According to this Gartner report, the cost of poor data quality is $15 million per year on average for an organization. Not only does bad data quality impact the revenue of an organization but also hinders it to become more data-driven. Data teams must have a solid and robust strategy to make sure that data products are trusted by the stakeholders. Especially since this ultimately increases the ROI of data teams and makes them a crucial component in the success of the organization.
Therefore, focusing on data observability and data quality becomes one of the most critical tasks for a data and analytics team. Data Observability is defined by Validio in their whitepaper as
“The degree to which an organization has visibility into its data pipelines. A high degree of Data Observability enables data teams to improve data quality.”
Good data quality is the end product of the data observability process, but what does data quality mean?
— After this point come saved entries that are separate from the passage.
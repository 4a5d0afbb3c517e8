//! User settings — schema, defaults and load-time repair.
//!
//! Settings are a flat set of primitive values persisted through a
//! [`SettingsStorage`]. Whatever storage returns is checked key by key
//! against the defaults: anything missing, of the wrong type or not one of a
//! choice's allowed values is replaced with the default, and the defaults
//! used are written back so storage converges on a complete set.
//!
//! Default file locations follow `$XDG_CONFIG_HOME` (falling back to
//! `~/.config`).

use std::path::PathBuf;

use serde::{Deserialize, Serialize};
use serde_json::Value;

use crate::core::clock::DateFormat;
use crate::core::grid::{Alignment, SpecialFolders};
use crate::core::storage::{SettingsMap, SettingsStorage};

// ───────────────────────────────────────── schema ────────────

/// An immutable snapshot of every option.
#[derive(Debug, Clone, PartialEq, Serialize, Deserialize)]
#[serde(rename_all = "camelCase")]
pub struct Settings {
    // Theme
    /// Data URL of a custom background, empty for the bundled one.
    pub background_image: String,
    pub background_overlay_color: String,
    /// Percent, 0–100.
    pub background_overlay_opacity: i64,
    pub text_color: String,
    pub main_font: String,
    pub accent_font: String,
    /// Percent.
    pub zoom_level: i64,
    pub show_settings_button: bool,

    // Time
    pub show_time: bool,
    pub show_seconds: bool,
    #[serde(rename = "showAMPM")]
    pub show_am_pm: bool,
    pub military_time: bool,

    // Weekday
    pub show_weekday: bool,

    // Date
    pub show_date: bool,
    pub date_format: DateFormat,

    // Bookmarks
    pub show_bookmarks: bool,
    pub show_icons: bool,
    pub show_labels: bool,
    pub bookmark_alignment: Alignment,
    pub allow_bookmarks_bar: bool,
    pub allow_other_bookmarks: bool,
    pub allow_mobile_bookmarks: bool,
    pub dim_bookmarks: bool,
    pub number_of_columns: i64,
    /// Width of one grid column in rem.
    pub column_width: i64,

    // Advanced
    #[serde(rename = "customCSS")]
    pub custom_css: String,
}

impl Default for Settings {
    fn default() -> Self {
        Self {
            background_image: String::new(),
            background_overlay_color: "#000000".into(),
            background_overlay_opacity: 35,
            text_color: "#FFFFFF".into(),
            main_font: "Montserrat".into(),
            accent_font: "Marck Script".into(),
            zoom_level: 100,
            show_settings_button: true,

            show_time: true,
            show_seconds: false,
            show_am_pm: false,
            military_time: false,

            show_weekday: true,

            show_date: true,
            date_format: DateFormat::MonthDayYear,

            show_bookmarks: true,
            show_icons: true,
            show_labels: true,
            bookmark_alignment: Alignment::Left,
            allow_bookmarks_bar: true,
            allow_other_bookmarks: false,
            allow_mobile_bookmarks: false,
            dim_bookmarks: true,
            number_of_columns: 5,
            column_width: 8,

            custom_css: String::new(),
        }
    }
}

/// Allowed values for string options that are really enumerations.
fn choices(key: &str) -> Option<Vec<&'static str>> {
    match key {
        "bookmarkAlignment" => Some(Alignment::ALL.iter().map(|a| a.as_str()).collect()),
        "dateFormat" => Some(DateFormat::ALL.iter().map(|f| f.as_str()).collect()),
        _ => None,
    }
}

/// Does `value` have the same primitive type as `default`?
fn same_kind(value: &Value, default: &Value) -> bool {
    match default {
        Value::Bool(_) => value.is_boolean(),
        Value::String(_) => value.is_string(),
        Value::Number(_) => value.is_i64(),
        _ => false,
    }
}

/// Bounds of the numeric options, matching their sliders.
pub fn range_bounds(key: &str) -> Option<(i64, i64)> {
    match key {
        "backgroundOverlayOpacity" => Some((0, 100)),
        "zoomLevel" => Some((50, 200)),
        "numberOfColumns" => Some((1, 20)),
        "columnWidth" => Some((4, 20)),
        _ => None,
    }
}

/// `value` pulled into range for bounded numeric keys; other values as is.
fn clamped(key: &str, value: &Value) -> Value {
    match (range_bounds(key), value.as_i64()) {
        (Some((min, max)), Some(n)) => Value::from(n.clamp(min, max)),
        _ => value.clone(),
    }
}

fn accepts(key: &str, value: &Value, default: &Value) -> bool {
    if !same_kind(value, default) {
        return false;
    }
    match (choices(key), value.as_str()) {
        (Some(allowed), Some(s)) => allowed.contains(&s),
        _ => true,
    }
}

/// Result of checking stored values against the defaults.
#[derive(Debug, Clone, PartialEq)]
pub struct Reconciled {
    pub settings: Settings,
    /// Keys that fell back to their default, with that default.
    pub repaired: SettingsMap,
}

impl Settings {
    /// Every option as a storage map.
    pub fn to_map(&self) -> SettingsMap {
        match serde_json::to_value(self) {
            Ok(Value::Object(map)) => map,
            _ => SettingsMap::new(),
        }
    }

    fn from_map(map: SettingsMap) -> Self {
        serde_json::from_value(Value::Object(map)).unwrap_or_else(|e| {
            tracing::warn!("settings did not deserialize, using defaults: {e}");
            Settings::default()
        })
    }

    /// Validate stored values against the defaults. Out-of-range numbers are
    /// clamped and reported as repaired.
    pub fn reconcile(stored: &SettingsMap) -> Reconciled {
        let mut merged = SettingsMap::new();
        let mut repaired = SettingsMap::new();

        for (key, default) in Settings::default().to_map() {
            match stored.get(&key) {
                Some(value) if accepts(&key, value, &default) => {
                    let fitted = clamped(&key, value);
                    if fitted != *value {
                        repaired.insert(key.clone(), fitted.clone());
                    }
                    merged.insert(key, fitted);
                }
                _ => {
                    repaired.insert(key.clone(), default.clone());
                    merged.insert(key, default);
                }
            }
        }

        Reconciled {
            settings: Self::from_map(merged),
            repaired,
        }
    }

    /// A copy with `key` set to `value`, or `None` if the key is unknown or
    /// the value is not acceptable for it. Numbers are clamped to range.
    pub fn with_value(&self, key: &str, value: Value) -> Option<Settings> {
        let mut map = self.to_map();
        let default = map.get(key)?;
        if !accepts(key, &value, default) {
            return None;
        }
        map.insert(key.to_string(), clamped(key, &value));
        Some(Self::from_map(map))
    }

    /// Current value of `key` as stored.
    pub fn get(&self, key: &str) -> Option<Value> {
        self.to_map().remove(key)
    }

    pub fn special_folders(&self) -> SpecialFolders {
        SpecialFolders {
            bookmarks_bar: self.allow_bookmarks_bar,
            other: self.allow_other_bookmarks,
            mobile: self.allow_mobile_bookmarks,
        }
    }

    /// Column count as a usable grid width (never zero).
    pub fn columns(&self) -> usize {
        usize::try_from(self.number_of_columns).unwrap_or(1).max(1)
    }
}

// ───────────────────────────────────────── loading ───────────

/// Load settings from `storage`, persisting defaults for any key that had to
/// be repaired. Storage failures degrade to defaults.
pub async fn load_settings<S: SettingsStorage>(storage: &S) -> Settings {
    let stored = match storage.get_all().await {
        Ok(map) => map,
        Err(e) => {
            tracing::warn!("could not read settings, using defaults: {e}");
            SettingsMap::new()
        }
    };

    let Reconciled { settings, repaired } = Settings::reconcile(&stored);
    if !repaired.is_empty() {
        tracing::info!("restoring {} settings to their defaults", repaired.len());
        if let Err(e) = storage.set(repaired).await {
            tracing::warn!("could not persist default settings: {e}");
        }
    }
    settings
}

// ───────────────────────────────────────── paths ─────────────

fn config_dir() -> PathBuf {
    std::env::var("XDG_CONFIG_HOME")
        .map(PathBuf::from)
        .unwrap_or_else(|_| {
            let home = std::env::var("HOME").unwrap_or_else(|_| ".".into());
            PathBuf::from(home).join(".config")
        })
}

/// `$XDG_CONFIG_HOME/tabgrid/settings.json`.
pub fn default_settings_path() -> PathBuf {
    config_dir().join(env!("CARGO_PKG_NAME")).join("settings.json")
}

/// The default Chromium profile's `Bookmarks` file.
pub fn default_bookmarks_path() -> PathBuf {
    config_dir().join("chromium").join("Default").join("Bookmarks")
}

#[cfg(test)]
mod tests {
    use super::*;
    use crate::core::storage::MemoryStorage;
    use serde_json::json;

    fn map(value: Value) -> SettingsMap {
        match value {
            Value::Object(m) => m,
            _ => unreachable!(),
        }
    }

    #[test]
    fn defaults_use_storage_key_names() {
        let m = Settings::default().to_map();
        assert_eq!(m.len(), 26);
        assert_eq!(m.get("showAMPM"), Some(&json!(false)));
        assert_eq!(m.get("customCSS"), Some(&json!("")));
        assert_eq!(m.get("dateFormat"), Some(&json!("m d, y")));
        assert_eq!(m.get("bookmarkAlignment"), Some(&json!("left")));
        assert_eq!(m.get("numberOfColumns"), Some(&json!(5)));
    }

    #[test]
    fn valid_values_are_kept() {
        let stored = map(json!({
            "showSeconds": true,
            "bookmarkAlignment": "center",
            "dateFormat": "d m y",
            "zoomLevel": 125,
            "unknownKey": 1,
        }));
        let r = Settings::reconcile(&stored);
        assert!(r.settings.show_seconds);
        assert_eq!(r.settings.bookmark_alignment, Alignment::Center);
        assert_eq!(r.settings.date_format, DateFormat::DayMonthYear);
        assert_eq!(r.settings.zoom_level, 125);
        assert!(!r.repaired.contains_key("showSeconds"));
        assert!(!r.repaired.contains_key("unknownKey"));
        assert_eq!(r.repaired.len(), 22);
    }

    #[test]
    fn mismatched_values_fall_back() {
        let stored = map(json!({
            "showSeconds": "true",
            "zoomLevel": 99.5,
            "bookmarkAlignment": "diagonal",
            "textColor": null,
        }));
        let r = Settings::reconcile(&stored);
        assert_eq!(r.settings, Settings::default());
        for key in ["showSeconds", "zoomLevel", "bookmarkAlignment", "textColor"] {
            assert!(r.repaired.contains_key(key), "{key}");
        }
    }

    #[tokio::test]
    async fn string_boolean_is_replaced_and_defaults_written_back() {
        let storage = MemoryStorage::with_values(map(json!({"showSeconds": "true"})));
        let settings = load_settings(&storage).await;
        assert!(!settings.show_seconds);

        let writes = storage.writes();
        assert_eq!(writes.len(), 1);
        assert_eq!(writes[0].1, Settings::default().to_map());
        assert_eq!(storage.snapshot().get("showSeconds"), Some(&json!(false)));
    }

    #[tokio::test]
    async fn complete_storage_is_not_rewritten() {
        let storage = MemoryStorage::with_values(Settings::default().to_map());
        load_settings(&storage).await;
        assert!(storage.writes().is_empty());
    }

    #[test]
    fn with_value_validates() {
        let s = Settings::default();
        let s2 = s.with_value("numberOfColumns", json!(7)).unwrap();
        assert_eq!(s2.number_of_columns, 7);
        assert!(s.with_value("numberOfColumns", json!("7")).is_none());
        assert!(s.with_value("dateFormat", json!("y m d")).is_none());
        assert!(s.with_value("nope", json!(true)).is_none());
        assert_eq!(s2.get("numberOfColumns"), Some(json!(7)));
    }

    #[test]
    fn columns_never_zero() {
        let s = Settings::default()
            .with_value("numberOfColumns", json!(-3))
            .unwrap();
        assert_eq!(s.number_of_columns, 1);
        assert_eq!(s.columns(), 1);
    }

    #[tokio::test]
    async fn out_of_range_numbers_are_clamped_and_written_back() {
        let mut stored = Settings::default().to_map();
        stored.insert("zoomLevel".into(), json!(100_000));
        stored.insert("columnWidth".into(), json!(100_000));
        stored.insert("backgroundOverlayOpacity".into(), json!(-20));
        let storage = MemoryStorage::with_values(stored);

        let settings = load_settings(&storage).await;
        assert_eq!(settings.zoom_level, 200);
        assert_eq!(settings.column_width, 20);
        assert_eq!(settings.background_overlay_opacity, 0);

        let writes = storage.writes();
        assert_eq!(writes.len(), 1);
        assert_eq!(writes[0].1.len(), 3);
        assert_eq!(storage.snapshot().get("zoomLevel"), Some(&json!(200)));
    }
}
Validio defines data quality as
“The extent to which an organization’s data can be considered fit for its intended purpose. Data quality should be observed along five dimensions: freshness, volume, schema, (lack of) anomalies, and distribution. It is always relative to the data’s specific business context ”
This article explores the role a Data Quality (DQ) Engineer can play in solving data quality-related challenges. I also address why a DQ Engineer is needed, what value they bring to an organization, what their responsibilities could be, and the required skills for succeeding in this role. I’ll also discuss key stakeholders that a DQ Engineer should work with.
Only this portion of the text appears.